- Opening Delimiter -

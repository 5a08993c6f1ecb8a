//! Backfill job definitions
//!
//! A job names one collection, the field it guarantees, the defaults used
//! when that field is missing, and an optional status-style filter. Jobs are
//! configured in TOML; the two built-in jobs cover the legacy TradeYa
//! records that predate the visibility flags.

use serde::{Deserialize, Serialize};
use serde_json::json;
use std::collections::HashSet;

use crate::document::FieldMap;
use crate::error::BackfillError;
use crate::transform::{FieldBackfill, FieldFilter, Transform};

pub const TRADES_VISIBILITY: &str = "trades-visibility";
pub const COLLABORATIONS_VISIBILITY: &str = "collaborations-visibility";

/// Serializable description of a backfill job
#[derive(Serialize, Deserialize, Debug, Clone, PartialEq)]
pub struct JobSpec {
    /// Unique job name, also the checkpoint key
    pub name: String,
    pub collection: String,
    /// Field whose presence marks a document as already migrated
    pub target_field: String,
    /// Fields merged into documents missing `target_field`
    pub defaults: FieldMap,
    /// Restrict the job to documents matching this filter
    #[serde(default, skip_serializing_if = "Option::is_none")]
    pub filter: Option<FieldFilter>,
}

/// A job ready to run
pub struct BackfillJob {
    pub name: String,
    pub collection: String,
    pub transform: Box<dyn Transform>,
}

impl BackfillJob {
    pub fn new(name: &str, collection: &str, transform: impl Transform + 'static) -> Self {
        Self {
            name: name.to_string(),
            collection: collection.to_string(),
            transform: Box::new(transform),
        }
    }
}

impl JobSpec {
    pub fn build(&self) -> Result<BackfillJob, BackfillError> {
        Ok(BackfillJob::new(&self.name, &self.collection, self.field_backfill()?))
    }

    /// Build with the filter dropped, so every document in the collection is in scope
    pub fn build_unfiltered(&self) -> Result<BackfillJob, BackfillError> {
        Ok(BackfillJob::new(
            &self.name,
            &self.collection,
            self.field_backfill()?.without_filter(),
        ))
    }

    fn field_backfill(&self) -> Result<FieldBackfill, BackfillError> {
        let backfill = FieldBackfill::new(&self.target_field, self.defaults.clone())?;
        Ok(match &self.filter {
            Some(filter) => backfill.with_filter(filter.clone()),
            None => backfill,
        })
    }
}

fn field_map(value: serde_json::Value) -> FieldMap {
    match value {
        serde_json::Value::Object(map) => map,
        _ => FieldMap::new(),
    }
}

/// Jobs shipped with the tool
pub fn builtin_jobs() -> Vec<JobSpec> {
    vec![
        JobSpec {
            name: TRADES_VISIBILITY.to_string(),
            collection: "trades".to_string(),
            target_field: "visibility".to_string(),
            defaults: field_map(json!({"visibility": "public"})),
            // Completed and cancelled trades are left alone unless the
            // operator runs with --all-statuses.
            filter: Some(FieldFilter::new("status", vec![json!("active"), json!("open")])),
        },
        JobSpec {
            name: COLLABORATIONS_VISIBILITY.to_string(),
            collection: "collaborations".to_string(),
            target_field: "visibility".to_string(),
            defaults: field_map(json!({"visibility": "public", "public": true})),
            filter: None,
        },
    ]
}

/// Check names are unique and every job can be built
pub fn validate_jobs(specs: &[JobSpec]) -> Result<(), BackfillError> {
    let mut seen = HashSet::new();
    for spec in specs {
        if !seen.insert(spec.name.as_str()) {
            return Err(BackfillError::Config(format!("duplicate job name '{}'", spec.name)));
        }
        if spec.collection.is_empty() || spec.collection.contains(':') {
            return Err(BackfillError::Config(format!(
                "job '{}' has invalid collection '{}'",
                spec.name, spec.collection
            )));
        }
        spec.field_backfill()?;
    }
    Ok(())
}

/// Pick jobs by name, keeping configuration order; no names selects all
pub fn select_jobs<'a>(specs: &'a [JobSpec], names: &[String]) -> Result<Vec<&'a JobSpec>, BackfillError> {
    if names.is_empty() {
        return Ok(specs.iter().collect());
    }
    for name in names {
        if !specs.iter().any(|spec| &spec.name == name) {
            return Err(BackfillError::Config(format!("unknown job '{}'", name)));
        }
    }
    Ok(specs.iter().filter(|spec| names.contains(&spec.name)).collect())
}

- Closing Delimiter -
- Opening Delimiter -

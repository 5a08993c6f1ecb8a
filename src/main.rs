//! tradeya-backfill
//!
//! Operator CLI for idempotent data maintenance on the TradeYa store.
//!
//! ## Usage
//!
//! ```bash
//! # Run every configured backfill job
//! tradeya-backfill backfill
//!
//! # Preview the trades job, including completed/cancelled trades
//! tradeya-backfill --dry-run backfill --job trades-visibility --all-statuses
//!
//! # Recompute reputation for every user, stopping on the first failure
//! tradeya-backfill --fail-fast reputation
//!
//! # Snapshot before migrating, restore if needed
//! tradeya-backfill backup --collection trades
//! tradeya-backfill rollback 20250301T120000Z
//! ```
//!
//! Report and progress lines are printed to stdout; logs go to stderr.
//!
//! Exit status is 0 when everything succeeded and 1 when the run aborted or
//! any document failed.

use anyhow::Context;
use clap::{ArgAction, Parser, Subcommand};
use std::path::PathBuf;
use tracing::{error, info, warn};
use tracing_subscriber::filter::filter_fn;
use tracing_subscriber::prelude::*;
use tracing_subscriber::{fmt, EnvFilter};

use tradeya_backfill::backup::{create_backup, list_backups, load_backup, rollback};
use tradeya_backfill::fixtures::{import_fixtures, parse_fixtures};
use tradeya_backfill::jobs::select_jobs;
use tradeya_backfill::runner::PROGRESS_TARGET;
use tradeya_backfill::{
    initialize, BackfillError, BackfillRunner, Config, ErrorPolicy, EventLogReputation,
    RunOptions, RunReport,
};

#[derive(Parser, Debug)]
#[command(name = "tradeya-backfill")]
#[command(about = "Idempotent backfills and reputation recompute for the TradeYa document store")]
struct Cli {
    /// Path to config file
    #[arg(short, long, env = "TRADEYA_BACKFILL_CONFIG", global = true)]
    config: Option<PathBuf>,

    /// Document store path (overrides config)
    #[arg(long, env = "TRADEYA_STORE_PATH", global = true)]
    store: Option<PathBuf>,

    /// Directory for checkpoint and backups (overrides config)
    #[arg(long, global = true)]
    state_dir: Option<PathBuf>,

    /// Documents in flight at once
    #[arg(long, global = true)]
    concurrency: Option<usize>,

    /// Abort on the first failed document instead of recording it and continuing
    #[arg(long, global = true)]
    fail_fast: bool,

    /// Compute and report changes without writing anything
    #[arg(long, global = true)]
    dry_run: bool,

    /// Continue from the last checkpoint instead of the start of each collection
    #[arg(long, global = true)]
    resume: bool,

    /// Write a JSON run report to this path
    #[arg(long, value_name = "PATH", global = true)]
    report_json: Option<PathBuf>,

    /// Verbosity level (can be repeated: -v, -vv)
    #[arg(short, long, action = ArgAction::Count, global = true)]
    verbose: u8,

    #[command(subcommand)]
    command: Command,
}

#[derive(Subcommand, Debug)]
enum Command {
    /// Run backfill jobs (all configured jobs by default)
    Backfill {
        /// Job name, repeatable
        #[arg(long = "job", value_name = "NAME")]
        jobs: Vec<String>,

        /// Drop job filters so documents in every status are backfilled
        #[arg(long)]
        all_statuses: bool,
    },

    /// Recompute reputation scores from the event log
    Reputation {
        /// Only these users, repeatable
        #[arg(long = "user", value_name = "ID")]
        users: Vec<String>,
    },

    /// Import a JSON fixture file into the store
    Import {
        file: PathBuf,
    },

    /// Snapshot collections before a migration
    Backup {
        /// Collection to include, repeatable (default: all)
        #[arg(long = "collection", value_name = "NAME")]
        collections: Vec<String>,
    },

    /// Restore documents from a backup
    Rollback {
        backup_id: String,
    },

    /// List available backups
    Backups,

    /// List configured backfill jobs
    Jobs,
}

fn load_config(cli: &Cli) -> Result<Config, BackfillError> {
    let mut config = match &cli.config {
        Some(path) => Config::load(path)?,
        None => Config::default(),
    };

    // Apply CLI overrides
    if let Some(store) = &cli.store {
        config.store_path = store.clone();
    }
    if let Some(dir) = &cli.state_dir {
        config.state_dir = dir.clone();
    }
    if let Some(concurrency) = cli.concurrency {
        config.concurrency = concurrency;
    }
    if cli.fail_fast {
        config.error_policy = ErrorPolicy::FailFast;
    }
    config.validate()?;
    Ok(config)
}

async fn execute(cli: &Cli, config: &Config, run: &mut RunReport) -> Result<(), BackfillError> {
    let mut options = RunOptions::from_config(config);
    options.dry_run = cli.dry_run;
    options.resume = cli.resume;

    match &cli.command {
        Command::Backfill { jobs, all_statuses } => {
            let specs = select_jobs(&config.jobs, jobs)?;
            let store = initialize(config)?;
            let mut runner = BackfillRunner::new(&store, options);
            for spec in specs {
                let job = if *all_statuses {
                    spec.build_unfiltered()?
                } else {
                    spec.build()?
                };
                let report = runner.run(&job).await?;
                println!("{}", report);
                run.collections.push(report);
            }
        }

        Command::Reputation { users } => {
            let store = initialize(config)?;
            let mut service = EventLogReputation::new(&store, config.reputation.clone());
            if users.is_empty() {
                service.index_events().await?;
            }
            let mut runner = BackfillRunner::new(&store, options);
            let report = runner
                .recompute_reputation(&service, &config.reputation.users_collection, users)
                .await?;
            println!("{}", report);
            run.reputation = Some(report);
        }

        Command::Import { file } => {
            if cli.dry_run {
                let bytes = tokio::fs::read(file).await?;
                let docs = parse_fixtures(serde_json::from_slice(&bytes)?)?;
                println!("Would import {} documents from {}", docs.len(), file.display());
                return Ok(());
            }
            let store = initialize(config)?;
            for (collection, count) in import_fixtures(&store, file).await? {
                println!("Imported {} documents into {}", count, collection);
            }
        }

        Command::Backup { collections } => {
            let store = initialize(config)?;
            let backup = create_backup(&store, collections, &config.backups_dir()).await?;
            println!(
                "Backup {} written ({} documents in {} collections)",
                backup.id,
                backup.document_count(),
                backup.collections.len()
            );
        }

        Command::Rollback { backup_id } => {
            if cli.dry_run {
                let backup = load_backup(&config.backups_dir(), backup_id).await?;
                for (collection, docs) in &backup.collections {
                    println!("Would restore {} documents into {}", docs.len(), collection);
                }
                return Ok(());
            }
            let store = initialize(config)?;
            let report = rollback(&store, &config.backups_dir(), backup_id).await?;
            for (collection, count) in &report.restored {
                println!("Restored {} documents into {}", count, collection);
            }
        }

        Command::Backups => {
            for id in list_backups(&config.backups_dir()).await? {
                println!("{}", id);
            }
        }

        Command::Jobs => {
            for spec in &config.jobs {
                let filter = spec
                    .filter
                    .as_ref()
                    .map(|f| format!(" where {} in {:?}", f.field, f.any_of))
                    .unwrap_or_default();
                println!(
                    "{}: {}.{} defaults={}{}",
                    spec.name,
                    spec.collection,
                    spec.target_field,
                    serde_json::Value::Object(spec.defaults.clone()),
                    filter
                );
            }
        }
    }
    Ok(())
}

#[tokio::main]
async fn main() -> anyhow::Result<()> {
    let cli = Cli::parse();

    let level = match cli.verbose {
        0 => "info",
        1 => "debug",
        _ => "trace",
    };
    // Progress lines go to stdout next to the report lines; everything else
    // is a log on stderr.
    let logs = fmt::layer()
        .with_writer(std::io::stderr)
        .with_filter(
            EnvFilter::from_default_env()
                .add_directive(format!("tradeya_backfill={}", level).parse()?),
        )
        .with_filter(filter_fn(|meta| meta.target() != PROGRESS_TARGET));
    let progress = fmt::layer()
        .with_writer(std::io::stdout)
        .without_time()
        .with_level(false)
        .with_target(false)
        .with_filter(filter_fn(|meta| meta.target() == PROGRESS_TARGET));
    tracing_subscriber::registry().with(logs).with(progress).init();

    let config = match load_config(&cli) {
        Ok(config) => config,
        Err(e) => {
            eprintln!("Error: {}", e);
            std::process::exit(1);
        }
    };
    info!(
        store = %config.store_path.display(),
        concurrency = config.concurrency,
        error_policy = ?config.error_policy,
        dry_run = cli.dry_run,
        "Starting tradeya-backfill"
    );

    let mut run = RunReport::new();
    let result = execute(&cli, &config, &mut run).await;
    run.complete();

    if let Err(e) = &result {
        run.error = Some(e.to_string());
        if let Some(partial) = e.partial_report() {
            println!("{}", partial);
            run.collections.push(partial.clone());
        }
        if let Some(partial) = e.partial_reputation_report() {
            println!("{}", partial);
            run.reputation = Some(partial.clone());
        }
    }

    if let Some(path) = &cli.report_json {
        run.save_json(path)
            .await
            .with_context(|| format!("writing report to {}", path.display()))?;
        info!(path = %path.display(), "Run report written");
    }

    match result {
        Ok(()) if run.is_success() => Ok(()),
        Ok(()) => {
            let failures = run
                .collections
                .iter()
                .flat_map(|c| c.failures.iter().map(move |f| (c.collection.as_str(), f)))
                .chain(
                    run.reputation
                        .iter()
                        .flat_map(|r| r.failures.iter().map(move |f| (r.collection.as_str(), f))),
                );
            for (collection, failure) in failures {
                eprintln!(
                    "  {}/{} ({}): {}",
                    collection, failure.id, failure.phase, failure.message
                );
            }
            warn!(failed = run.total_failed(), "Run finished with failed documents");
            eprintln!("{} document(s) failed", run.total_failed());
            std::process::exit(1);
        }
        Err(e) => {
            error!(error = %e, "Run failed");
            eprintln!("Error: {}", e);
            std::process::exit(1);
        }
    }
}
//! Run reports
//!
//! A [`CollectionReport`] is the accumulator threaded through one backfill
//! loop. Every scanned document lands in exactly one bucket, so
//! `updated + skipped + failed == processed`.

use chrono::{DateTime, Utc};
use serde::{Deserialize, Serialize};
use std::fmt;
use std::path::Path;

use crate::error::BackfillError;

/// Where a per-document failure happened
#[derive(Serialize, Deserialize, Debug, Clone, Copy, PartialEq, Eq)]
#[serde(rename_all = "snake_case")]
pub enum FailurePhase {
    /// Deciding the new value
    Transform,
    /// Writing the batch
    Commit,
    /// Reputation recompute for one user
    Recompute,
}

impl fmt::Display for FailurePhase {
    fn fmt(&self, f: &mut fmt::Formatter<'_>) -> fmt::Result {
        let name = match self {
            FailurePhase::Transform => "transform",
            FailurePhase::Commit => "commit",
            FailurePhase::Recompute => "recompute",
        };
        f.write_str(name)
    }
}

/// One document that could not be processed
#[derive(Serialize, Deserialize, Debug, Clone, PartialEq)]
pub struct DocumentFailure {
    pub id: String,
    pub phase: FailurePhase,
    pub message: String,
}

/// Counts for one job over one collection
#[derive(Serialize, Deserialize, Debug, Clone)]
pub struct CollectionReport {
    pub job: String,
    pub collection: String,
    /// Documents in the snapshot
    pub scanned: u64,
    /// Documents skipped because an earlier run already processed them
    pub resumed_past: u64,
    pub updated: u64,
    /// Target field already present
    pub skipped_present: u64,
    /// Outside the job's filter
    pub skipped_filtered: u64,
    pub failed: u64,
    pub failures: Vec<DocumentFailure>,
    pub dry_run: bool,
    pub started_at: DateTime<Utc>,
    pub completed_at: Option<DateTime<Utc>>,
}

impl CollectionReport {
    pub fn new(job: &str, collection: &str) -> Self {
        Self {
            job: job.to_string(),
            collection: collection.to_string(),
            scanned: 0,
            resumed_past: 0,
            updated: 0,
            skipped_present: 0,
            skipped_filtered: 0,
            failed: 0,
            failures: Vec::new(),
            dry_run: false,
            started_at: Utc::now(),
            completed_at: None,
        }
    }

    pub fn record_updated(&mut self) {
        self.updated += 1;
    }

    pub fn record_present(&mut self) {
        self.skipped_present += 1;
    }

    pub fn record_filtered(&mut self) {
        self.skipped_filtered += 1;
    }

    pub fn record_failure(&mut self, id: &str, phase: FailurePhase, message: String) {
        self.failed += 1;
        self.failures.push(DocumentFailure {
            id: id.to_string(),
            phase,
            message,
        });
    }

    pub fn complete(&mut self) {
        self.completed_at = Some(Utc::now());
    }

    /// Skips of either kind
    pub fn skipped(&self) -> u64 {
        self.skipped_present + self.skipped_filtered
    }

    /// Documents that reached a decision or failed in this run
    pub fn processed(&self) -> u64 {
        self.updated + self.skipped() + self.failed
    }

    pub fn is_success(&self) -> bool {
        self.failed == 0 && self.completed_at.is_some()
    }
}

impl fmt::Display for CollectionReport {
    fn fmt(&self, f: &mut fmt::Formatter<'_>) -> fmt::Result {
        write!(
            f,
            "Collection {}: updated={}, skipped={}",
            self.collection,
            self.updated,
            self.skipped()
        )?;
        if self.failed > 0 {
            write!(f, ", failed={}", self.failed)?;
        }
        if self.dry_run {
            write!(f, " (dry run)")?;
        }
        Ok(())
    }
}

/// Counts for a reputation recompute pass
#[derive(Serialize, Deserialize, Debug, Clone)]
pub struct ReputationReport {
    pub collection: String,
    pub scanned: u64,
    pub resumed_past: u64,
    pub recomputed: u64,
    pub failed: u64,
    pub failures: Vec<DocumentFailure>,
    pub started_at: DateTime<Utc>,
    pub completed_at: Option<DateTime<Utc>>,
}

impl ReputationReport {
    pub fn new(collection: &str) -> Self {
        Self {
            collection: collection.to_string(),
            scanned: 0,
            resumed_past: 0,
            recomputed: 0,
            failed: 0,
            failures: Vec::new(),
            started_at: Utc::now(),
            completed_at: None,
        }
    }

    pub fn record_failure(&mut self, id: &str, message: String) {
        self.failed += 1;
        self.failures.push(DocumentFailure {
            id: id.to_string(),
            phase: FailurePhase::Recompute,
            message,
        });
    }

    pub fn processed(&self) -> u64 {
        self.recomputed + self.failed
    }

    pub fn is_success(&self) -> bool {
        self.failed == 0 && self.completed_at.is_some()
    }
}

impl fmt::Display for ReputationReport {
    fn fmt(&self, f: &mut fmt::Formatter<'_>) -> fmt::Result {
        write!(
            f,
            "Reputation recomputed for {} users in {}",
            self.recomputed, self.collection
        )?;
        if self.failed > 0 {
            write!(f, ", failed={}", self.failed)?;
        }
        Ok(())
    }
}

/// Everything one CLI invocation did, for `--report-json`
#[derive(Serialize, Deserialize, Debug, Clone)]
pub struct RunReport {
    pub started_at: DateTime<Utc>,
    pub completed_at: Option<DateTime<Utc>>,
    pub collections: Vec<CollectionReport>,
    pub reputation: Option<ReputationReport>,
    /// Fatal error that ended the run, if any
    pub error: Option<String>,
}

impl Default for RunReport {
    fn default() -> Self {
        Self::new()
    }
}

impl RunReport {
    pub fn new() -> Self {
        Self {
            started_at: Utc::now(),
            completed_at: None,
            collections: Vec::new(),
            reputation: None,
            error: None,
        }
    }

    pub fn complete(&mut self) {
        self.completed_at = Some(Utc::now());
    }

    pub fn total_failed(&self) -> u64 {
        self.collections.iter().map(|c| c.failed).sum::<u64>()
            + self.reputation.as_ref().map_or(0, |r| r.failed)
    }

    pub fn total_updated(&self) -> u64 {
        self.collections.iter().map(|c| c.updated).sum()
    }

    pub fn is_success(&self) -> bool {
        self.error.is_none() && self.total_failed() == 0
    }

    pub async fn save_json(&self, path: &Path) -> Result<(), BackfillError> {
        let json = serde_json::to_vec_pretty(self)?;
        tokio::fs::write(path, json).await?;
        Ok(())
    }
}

- Closing Delimiter -

Give only the lines from the one holding "filename src/main.rs" through the one holding "run aborted or", each restated exactly as it appears above.

SOLUTION BELOW:
filename src/main.rs
//! tradeya-backfill
//!
//! Operator CLI for idempotent data maintenance on the TradeYa store.
//!
//! ## Usage
//!
//! ```bash
//! # Run every configured backfill job
//! tradeya-backfill backfill
//!
//! # Preview the trades job, including completed/cancelled trades
//! tradeya-backfill --dry-run backfill --job trades-visibility --all-statuses
//!
//! # Recompute reputation for every user, stopping on the first failure
//! tradeya-backfill --fail-fast reputation
//!
//! # Snapshot before migrating, restore if needed
//! tradeya-backfill backup --collection trades
//! tradeya-backfill rollback 20250301T120000Z
//! ```
//!
//! Report and progress lines are printed to stdout; logs go to stderr.
//!
//! Exit status is 0 when everything succeeded and 1 when the run aborted or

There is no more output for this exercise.